Le délicieux Rondo en ut majeur Op. 51 n°1 a été écrit en 1796 et publié à Vienne l’année suivante. Ce célèbre Rondo se construit autour d’un refrain Moderato e grazioso plein de délicatesse dont le thème chantant exposé sur de simples batteries de main gauche, encadre deux couplets dont l’un traité dans le mode mineur s’enrichit d’une harmonie subtile. L’œuvre est à peu près contemporaine des premières grandes sonates pour piano auxquelles Beethoven s’était attaqué dès 1794 : y passent quelques échos de la Sonate en ut majeur Op. 2 n°3 qu’il venait de faire publier.
Plus tardif que le précédent, le Rondo en sol majeur Op. 51 n°2 a été achevé en 1801 et gravé chez Artaria à Vienne en 1802. Beethoven le dédia à la comtesse Henriette von Lichnowski, même si à l’origine il semble que la dédicace ait été adressée à l’une de ses jeunes élèves, Giulietta Giucciardi, dont il était très épris. Dans ses souvenirs, celle-ci relate que Beethoven lui réclama la partition après lui en avoir fait don « lorsqu’il voulut dédier quelque chose à la princesse Lichnowski ». En échange, Giulietta Giucciardi reçut en hommage la Sonate en ut dièse mineur dite «Clair de lune». Le thème Andante cantabile e grazioso du refrain de l’Op. 51 n°2 a quelque chose de mélancolique et intensément poétique sur ses grands traits de triples croches, ses silences, ses contretemps. Il contraste avec l’épisode central Allegretto en mi majeur sur un rythme à 6/8 allant vers plus de légèreté.
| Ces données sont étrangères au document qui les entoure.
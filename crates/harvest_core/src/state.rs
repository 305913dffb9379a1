use std::fmt;

use crate::RunSummary;

#[derive(Debug, Clone, PartialEq, Eq)]
pub enum HaltReason {
    AuthExpired { detail: String },
    Cancelled,
}

impl fmt::Display for HaltReason {
    fn fmt(&self, f: &mut fmt::Formatter<'_>) -> fmt::Result {
        match self {
            HaltReason::AuthExpired { detail } => write!(
                f,
                "session credential expired or was rejected ({detail}); \
                 re-authenticate in the browser, save a fresh cookies file and resume"
            ),
            HaltReason::Cancelled => write!(f, "cancelled"),
        }
    }
}

#[derive(Debug, Clone, PartialEq, Eq, Default)]
pub enum RunPhase {
    #[default]
    Idle,
    Running,
    Completed,
    Halted(HaltReason),
}

impl RunPhase {
    pub fn is_terminal(&self) -> bool {
        matches!(self, RunPhase::Completed | RunPhase::Halted(_))
    }
}

#[derive(Debug, Clone, PartialEq, Eq, Default)]
pub struct RunState {
    phase: RunPhase,
    summary: RunSummary,
}

impl RunState {
    pub fn new() -> Self {
        Self::default()
    }

    pub fn phase(&self) -> &RunPhase {
        &self.phase
    }

    pub fn summary(&self) -> &RunSummary {
        &self.summary
    }

    /// New units may be handed to workers.
    pub fn is_dispatching(&self) -> bool {
        self.phase == RunPhase::Running
    }

    pub(crate) fn set_phase(&mut self, phase: RunPhase) {
        self.phase = phase;
    }

    pub(crate) fn summary_mut(&mut self) -> &mut RunSummary {
        &mut self.summary
    }
}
Dédié à l’archiduc Rodolphe d’Autriche, élève et ami de Beethoven, le rondo Alla ingharese quasi un capriccio en sol majeur Op. 129 « Die Wuth über den verlorenen Groschen » (Colère à cause d’un sous perdu) date des années 1795. Sans doute fut-il achevé par Anton Diabelli qui en réalisa l’édition à Vienne en 1828, un an après la mort de Beethoven, comme opera postuma. Beethoven lui avait simplement donné le titre de «Leichte Kaprize».
L’Andante en fa majeur WoO 57, Andante grazioso con moto, composé en 1803 ou 1804, fut probablement d’abord conçu par Beethoven comme mouvement lent de sa vingt-et-unième sonate, la Sonate en ut majeur Op. 53 «Waldstein» du nom de son dédicataire, le comte Waldstein, premier protecteur du compositeur à Bonn et excellent musicien. Beethoven y renonça finalement pour des raisons d’équilibre et remplaça ce mouvement par une brève Introduzione s’enchaînant dans la sonate avec le rondo final.
En 1791, alors qu’il mettait la dernière main à son Rondo en si bémol majeur Anh. 6, Beethoven était à la veille de quitter Bonn, sa ville natale, pour s’installer définitivement à Vienne. Ce morceau que certains ont attribué à Léopold Kozeluch ou même à Mozart, est une vaste pièce pleine de gaieté et de virtuosité, dont le thème rebondit sur d’heureux petits mordants.
Beethoven laisse trois séries de vingt-quatre Bagatelles pour piano. Bagatelle : Les sept premières Bagatelles Op. 33 ont été composées en 1802, peut-être un peu antérieurement pour certaines. Ce sont des pièces lyriques secrètes et merveilleuses, écrites comme pour soi. La première Andante grazioso, quasi allegretto en mi bémol majeur, d’une simplicité toute intérieure et chantante, traitée comme un rondo, repose sur un thème charmant, qui s’anime bientôt autour de gammes rapides et de triolets de doubles croches. Suit un espiègle Scherzo allegro en ut majeur encadrant une partie centrale plus grave et un trio. Le troisième numéro, un Allegretto en fa majeur, a tout l’entrain que lui confère son rythme à 6/8, relevé par une riche harmonie. L’Andante en la majeur qui lui succède repose sur un thème d’une grande délicatesse, tandis que la cinquième bagatelle, Allegro ma non troppo en ut majeur, offre tous les aspects d’une fantaisie teintée d’allégresse sur une parfaite virtuosité, traversée par d’amusants triolets de doubles croches, avec une partie centrale plus rhapsodique. Très dépouillé, l’avant-dernier morceau, Allegretto quasi andante en ré majeur, intensément poétique requiert comme l’indique Beethoven une expression soutenue « con una certa espressione parlante ». C’est sur un Presto en la bémol majeur véhément et presque violent que se referme ce recueil plein d’imprévus et de surprises qui toujours étonnent et ne lassent jamais.